═════ Data under study ═════

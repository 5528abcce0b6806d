// SPDX-License-Identifier: MIT
// Copyright 2026 Roland Dreier <roland@rolandd.dev>

//! Identity provider client (Google Identity Toolkit REST API).
//!
//! Owns email/password sign-up and login. Password storage and
//! verification are entirely the provider's concern; this client only
//! formats requests and maps provider error codes to short user-facing
//! messages. No retry on failure.

use crate::error::AppError;
use serde::Deserialize;
use serde_json::json;

/// Identity provider client.
#[derive(Clone)]
pub struct IdentityClient {
    http: reqwest::Client,
    base_url: String,
    api_key: String,
}

/// The user identity triple returned by the provider.
#[derive(Debug, Clone)]
pub struct IdentityUser {
    /// Unique user ID (provider `localId`)
    pub uid: String,
    pub email: String,
    pub display_name: Option<String>,
}

/// Raw provider response for signUp / signInWithPassword.
#[derive(Debug, Deserialize)]
struct AccountResponse {
    #[serde(rename = "localId")]
    local_id: String,
    email: String,
    #[serde(rename = "displayName")]
    display_name: Option<String>,
}

/// Provider error envelope: `{"error": {"message": "EMAIL_EXISTS", ...}}`.
#[derive(Debug, Deserialize)]
struct ProviderErrorBody {
    error: ProviderError,
}

#[derive(Debug, Deserialize)]
struct ProviderError {
    message: String,
}

impl IdentityClient {
    /// Create a new client. `base_url` comes from config so tests can point
    /// it at a mock server.
    pub fn new(base_url: String, api_key: String) -> Self {
        Self {
            http: reqwest::Client::new(),
            base_url,
            api_key,
        }
    }

    /// Create a new account with email and password.
    pub async fn sign_up(&self, email: &str, password: &str) -> Result<IdentityUser, AppError> {
        self.account_call("accounts:signUp", email, password).await
    }

    /// Authenticate an existing account.
    pub async fn sign_in(&self, email: &str, password: &str) -> Result<IdentityUser, AppError> {
        self.account_call("accounts:signInWithPassword", email, password)
            .await
    }

    async fn account_call(
        &self,
        endpoint: &str,
        email: &str,
        password: &str,
    ) -> Result<IdentityUser, AppError> {
        let url = format!("{}/{}?key={}", self.base_url, endpoint, self.api_key);

        let body = json!({
            "email": email,
            "password": password,
            "returnSecureToken": true,
        });

        let response = self
            .http
            .post(&url)
            .json(&body)
            .send()
            .await
            .map_err(|e| AppError::IdentityApi(e.to_string()))?;

        if !response.status().is_success() {
            let status = response.status();
            let text = response.text().await.unwrap_or_default();

            let code = serde_json::from_str::<ProviderErrorBody>(&text)
                .map(|b| b.error.message)
                .unwrap_or_default();

            tracing::warn!(status = %status, code = %code, "Identity provider rejected request");
            return Err(AppError::IdentityApi(user_message(&code).to_string()));
        }

        let account: AccountResponse = response
            .json()
            .await
            .map_err(|e| AppError::IdentityApi(format!("JSON parse error: {}", e)))?;

        Ok(IdentityUser {
            uid: account.local_id,
            email: account.email,
            display_name: account.display_name.filter(|n| !n.is_empty()),
        })
    }
}

/// Map a provider error code to a short user-facing message.
fn user_message(code: &str) -> &'static str {
    // WEAK_PASSWORD arrives as "WEAK_PASSWORD : Password should be ..."
    if code.starts_with("WEAK_PASSWORD") {
        return "Password should be at least 6 characters.";
    }
    match code {
        "EMAIL_EXISTS" => "An account with this email already exists.",
        "INVALID_EMAIL" => "Invalid email address.",
        "EMAIL_NOT_FOUND" | "INVALID_PASSWORD" | "INVALID_LOGIN_CREDENTIALS" => {
            "Failed to log in. Please check your credentials."
        }
        "USER_DISABLED" => "This account has been disabled.",
        _ => "Authentication failed. Please try again.",
    }
}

═════

Filter the entries by the string "IdentityUser" and copy each matching line.

pub struct IdentityUser {
    pub async fn sign_up(&self, email: &str, password: &str) -> Result<IdentityUser, AppError> {
    pub async fn sign_in(&self, email: &str, password: &str) -> Result<IdentityUser, AppError> {
    ) -> Result<IdentityUser, AppError> {
        Ok(IdentityUser {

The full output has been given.